I think it is safe to say that many of you are old enough to remember Bob Dylan’s infamous words, “The times they are a changing.” While the song was written as a protest during a time of social upheaval, it is still relevant. In truth, the times they are always a-changing.
A few of you know that I enjoy fly fishing. It has been said, “You never step into the same river twice. The water that surrounds you one moment is quickly downstream and the water that was above you soon will surround you. Life is like a flowing river. To be alive is to change, especially when it comes to our attitudes.
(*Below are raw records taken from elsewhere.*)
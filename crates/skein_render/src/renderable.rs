//! # Skeleton Renderable
//!
//! One on-screen skeleton instance: the posed skeleton, its pose source,
//! and the per-instance state the render pipe reads every frame.
//!
//! ## Frame Contract
//!
//! ```text
//! tick(dt) / update(dt) ──▶ pose stale
//! apply_pose()          ──▶ pose applied, world transforms, change
//!                           detection, cache refresh, slot objects
//! apply_pose() again    ──▶ no-op until the next update
//! ```

use std::collections::HashMap;
use std::sync::atomic::{AtomicU32, Ordering};

use crate::batch::GroupColor;
use crate::change_detector::PoseChangeDetector;
use crate::config::RenderConfig;
use crate::error::RenderResult;
use crate::geometry_cache::AttachmentGeometryCache;
use crate::skeleton::{Attachment, PoseSource, Skeleton};

static NEXT_RENDERABLE_ID: AtomicU32 = AtomicU32::new(1);

/// Process-unique renderable identity.
#[derive(Clone, Copy, Debug, PartialEq, Eq, Hash, PartialOrd, Ord)]
pub struct RenderableId(u32);

impl RenderableId {
    /// Allocates a fresh id.
    #[must_use]
    pub fn next() -> Self {
        Self(NEXT_RENDERABLE_ID.fetch_add(1, Ordering::Relaxed))
    }

    /// Raw id value.
    #[inline]
    #[must_use]
    pub const fn raw(self) -> u32 {
        self.0
    }
}

/// Handle to an external scene container.
#[derive(Clone, Copy, Debug, PartialEq, Eq, Hash)]
pub struct ContainerId(pub u32);

/// World transform handed to a slot object's container.
#[derive(Clone, Copy, Debug, PartialEq)]
pub struct SlotObjectTransform {
    /// World x of the slot's bone.
    pub x: f32,
    /// World y of the slot's bone.
    pub y: f32,
    /// World rotation in degrees.
    pub rotation: f32,
    /// World scale x.
    pub scale_x: f32,
    /// World scale y.
    pub scale_y: f32,
    /// Skeleton alpha times slot alpha.
    pub alpha: f32,
}

impl Default for SlotObjectTransform {
    fn default() -> Self {
        Self {
            x: 0.0,
            y: 0.0,
            rotation: 0.0,
            scale_x: 1.0,
            scale_y: 1.0,
            alpha: 1.0,
        }
    }
}

/// Receives containers that follow slots, in draw order.
pub trait SceneCollector {
    /// Collects `container` at its place in the draw order.
    fn collect_renderables(&mut self, container: ContainerId, transform: &SlotObjectTransform);
}

/// Axis-aligned bounds.
#[derive(Clone, Copy, Debug, PartialEq)]
pub struct Bounds {
    /// Left edge.
    pub min_x: f32,
    /// Bottom edge.
    pub min_y: f32,
    /// Right edge.
    pub max_x: f32,
    /// Top edge.
    pub max_y: f32,
}

impl Bounds {
    /// Width.
    #[must_use]
    pub fn width(&self) -> f32 {
        self.max_x - self.min_x
    }

    /// Height.
    #[must_use]
    pub fn height(&self) -> f32 {
        self.max_y - self.min_y
    }

    fn include(this: Option<Self>, x: f32, y: f32) -> Option<Self> {
        Some(match this {
            None => Self { min_x: x, min_y: y, max_x: x, max_y: y },
            Some(b) => Self {
                min_x: b.min_x.min(x),
                min_y: b.min_y.min(y),
                max_x: b.max_x.max(x),
                max_y: b.max_y.max(y),
            },
        })
    }
}

#[derive(Debug)]
struct SlotObject {
    container: ContainerId,
    transform: SlotObjectTransform,
}

/// A skeleton instance and its per-frame render state.
pub struct SkeletonRenderable<P: PoseSource> {
    id: RenderableId,
    skeleton: Skeleton,
    pose: P,
    cache: AttachmentGeometryCache,
    detector: PoseChangeDetector,
    slot_objects: HashMap<usize, SlotObject>,
    /// Tint inherited from the scene graph.
    pub group_color: GroupColor,
    /// Snap vertices to whole pixels in the shader.
    pub round_pixels: bool,
    /// Advance the pose from [`SkeletonRenderable::tick`].
    pub auto_update: bool,
    pose_applied: bool,
    attachments_dirty: bool,
    clip_bounds_warned: bool,
}

impl<P: PoseSource> SkeletonRenderable<P> {
    /// Wraps a skeleton and its pose source.
    #[must_use]
    pub fn new(skeleton: Skeleton, pose: P, config: &RenderConfig) -> Self {
        Self {
            id: RenderableId::next(),
            skeleton,
            pose,
            cache: AttachmentGeometryCache::new(),
            detector: PoseChangeDetector::new(),
            slot_objects: HashMap::new(),
            group_color: GroupColor::WHITE,
            round_pixels: config.round_pixels,
            auto_update: config.auto_update,
            pose_applied: false,
            attachments_dirty: false,
            clip_bounds_warned: false,
        }
    }

    /// Identity.
    #[inline]
    #[must_use]
    pub const fn id(&self) -> RenderableId {
        self.id
    }

    /// Frame-clock entry point; advances the pose only with `auto_update`.
    pub fn tick(&mut self, delta: f32) {
        if self.auto_update {
            self.update(delta);
        }
    }

    /// Advances the pose source and marks the pose stale.
    pub fn update(&mut self, delta: f32) {
        self.pose.update(delta);
        self.pose_applied = false;
    }

    /// Returns true if the pose has been applied since the last update.
    #[must_use]
    pub const fn is_pose_applied(&self) -> bool {
        self.pose_applied
    }

    /// Applies the pose and refreshes everything derived from it.
    ///
    /// Returns true if the set of visible attachments changed. Does nothing
    /// and returns false if the pose is already applied.
    pub fn apply_pose(&mut self) -> bool {
        if self.pose_applied {
            return false;
        }
        self.pose_applied = true;

        self.pose.apply(&mut self.skeleton);
        self.skeleton.update_world_transform();

        let changed = self.detector.validate(&self.skeleton);
        if changed {
            self.attachments_dirty = true;
            tracing::debug!(
                renderable = self.id.raw(),
                attachments = self.detector.last_attachments().len(),
                "attachment set changed"
            );
        }

        self.refresh_geometry();
        self.refresh_slot_objects();
        changed
    }

    /// Returns and clears the attachment-set dirty flag.
    pub fn take_attachments_dirty(&mut self) -> bool {
        std::mem::take(&mut self.attachments_dirty)
    }

    fn refresh_geometry(&mut self) {
        let skeleton = &self.skeleton;
        for &slot_index in skeleton.draw_order() {
            let Some((attachment_id, attachment)) = skeleton.slot_attachment_at(slot_index) else {
                continue;
            };
            let Some(geometry) = self.cache.get(slot_index, attachment_id, attachment) else {
                continue;
            };
            let Some(entry) = self.cache.entry_mut(geometry) else {
                continue;
            };

            let drawable = skeleton.compute_world_vertices(slot_index, attachment, entry.vertices_mut());
            if !drawable {
                tracing::debug!(slot = slot_index, name = attachment.name(), "malformed vertex data skipped");
            }
            entry.set_drawable(drawable);
            let slot = &skeleton.slots()[slot_index];
            entry.color = skeleton.color * slot.color * attachment.color();
            entry.dark_color = slot.dark_color;
        }
    }

    fn refresh_slot_objects(&mut self) {
        let skeleton = &self.skeleton;
        for (&slot_index, object) in &mut self.slot_objects {
            let slot = &skeleton.slots()[slot_index];
            let bone = &skeleton.bones()[slot.bone];
            object.transform = SlotObjectTransform {
                x: bone.world_x,
                y: bone.world_y,
                rotation: bone.world_rotation_x(),
                scale_x: bone.world_scale_x(),
                scale_y: bone.world_scale_y(),
                alpha: skeleton.color.a * slot.color.a,
            };
        }
    }

    /// The skeleton.
    #[must_use]
    pub fn skeleton(&self) -> &Skeleton {
        &self.skeleton
    }

    /// Mutable skeleton access. Marks the pose stale.
    pub fn skeleton_mut(&mut self) -> &mut Skeleton {
        self.pose_applied = false;
        &mut self.skeleton
    }

    /// The pose source.
    #[must_use]
    pub fn pose(&self) -> &P {
        &self.pose
    }

    /// Mutable pose source access. Marks the pose stale.
    pub fn pose_mut(&mut self) -> &mut P {
        self.pose_applied = false;
        &mut self.pose
    }

    /// The geometry cache.
    #[must_use]
    pub fn cache(&self) -> &AttachmentGeometryCache {
        &self.cache
    }

    /// Attaches `container` to a named slot, replacing any container there.
    /// A container follows at most one slot; it is detached from its
    /// previous slot first.
    ///
    /// # Errors
    ///
    /// Returns [`RenderError::SlotNotFound`](crate::RenderError::SlotNotFound)
    /// if no slot has that name.
    pub fn add_slot_object(&mut self, slot_name: &str, container: ContainerId) -> RenderResult<()> {
        let slot_index = self.skeleton.find_slot(slot_name)?;
        self.detach_container(container);
        self.slot_objects.insert(
            slot_index,
            SlotObject {
                container,
                transform: SlotObjectTransform::default(),
            },
        );
        self.pose_applied = false;
        Ok(())
    }

    /// Detaches whatever container follows a named slot.
    ///
    /// # Errors
    ///
    /// Returns [`RenderError::SlotNotFound`](crate::RenderError::SlotNotFound)
    /// if no slot has that name.
    pub fn remove_slot_object(&mut self, slot_name: &str) -> RenderResult<Option<ContainerId>> {
        let slot_index = self.skeleton.find_slot(slot_name)?;
        Ok(self.slot_objects.remove(&slot_index).map(|o| o.container))
    }

    /// Detaches `container` from whichever slot it follows.
    pub fn detach_container(&mut self, container: ContainerId) -> bool {
        let before = self.slot_objects.len();
        self.slot_objects.retain(|_, o| o.container != container);
        self.slot_objects.len() != before
    }

    /// Container following a named slot.
    ///
    /// # Errors
    ///
    /// Returns [`RenderError::SlotNotFound`](crate::RenderError::SlotNotFound)
    /// if no slot has that name.
    pub fn slot_object(&self, slot_name: &str) -> RenderResult<Option<ContainerId>> {
        let slot_index = self.skeleton.find_slot(slot_name)?;
        Ok(self.slot_objects.get(&slot_index).map(|o| o.container))
    }

    /// Container and transform for the slot at `slot_index`.
    #[must_use]
    pub fn slot_object_at(&self, slot_index: usize) -> Option<(ContainerId, &SlotObjectTransform)> {
        self.slot_objects
            .get(&slot_index)
            .map(|o| (o.container, &o.transform))
    }

    /// Axis-aligned bounds of the posed region and mesh geometry.
    ///
    /// Clipping is not applied; the first clipping attachment seen logs a
    /// warning. Returns `None` if nothing is visible.
    pub fn bounds(&mut self) -> Option<Bounds> {
        self.apply_pose();

        let mut bounds = None;
        for &slot_index in self.skeleton.draw_order() {
            let Some((_, attachment)) = self.skeleton.slot_attachment_at(slot_index) else {
                continue;
            };
            if let Attachment::Clipping(_) = attachment {
                if !self.clip_bounds_warned {
                    self.clip_bounds_warned = true;
                    tracing::warn!(
                        renderable = self.id.raw(),
                        "clipping attachments are not applied to bounds"
                    );
                }
                continue;
            }
            let Some(entry) = self
                .cache
                .find(slot_index, attachment.name())
                .and_then(|id| self.cache.entry(id))
                .filter(|entry| entry.is_drawable())
            else {
                continue;
            };
            for point in entry.vertices().chunks_exact(2) {
                bounds = Bounds::include(bounds, point[0], point[1]);
            }
        }
        bounds
    }
}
Since confession is good for the soul, let me share some of the challenging attitude changes I have faced in my lifetime. Since each of us is a product of the environment, the culture, the mores, which surrounded us as children, change can be hard. Growing up in a small, rural, post-World War II era, all-white community, certain attitudes were deeply ingrained. I didn’t realize I was a bigot until in college I cringed when I first saw an interracial couple; I didn’t realize how much of a male chauvinist I was until while in seminary I was challenged by women trying to break through doors long held closed by the church they loved; I didn’t realize how homophobic I was until my senses were offended seeing same sex couples showing physical affection. Changing attitudes and breaking the grip of our upbringing is difficult. Sometimes it takes a lifetime.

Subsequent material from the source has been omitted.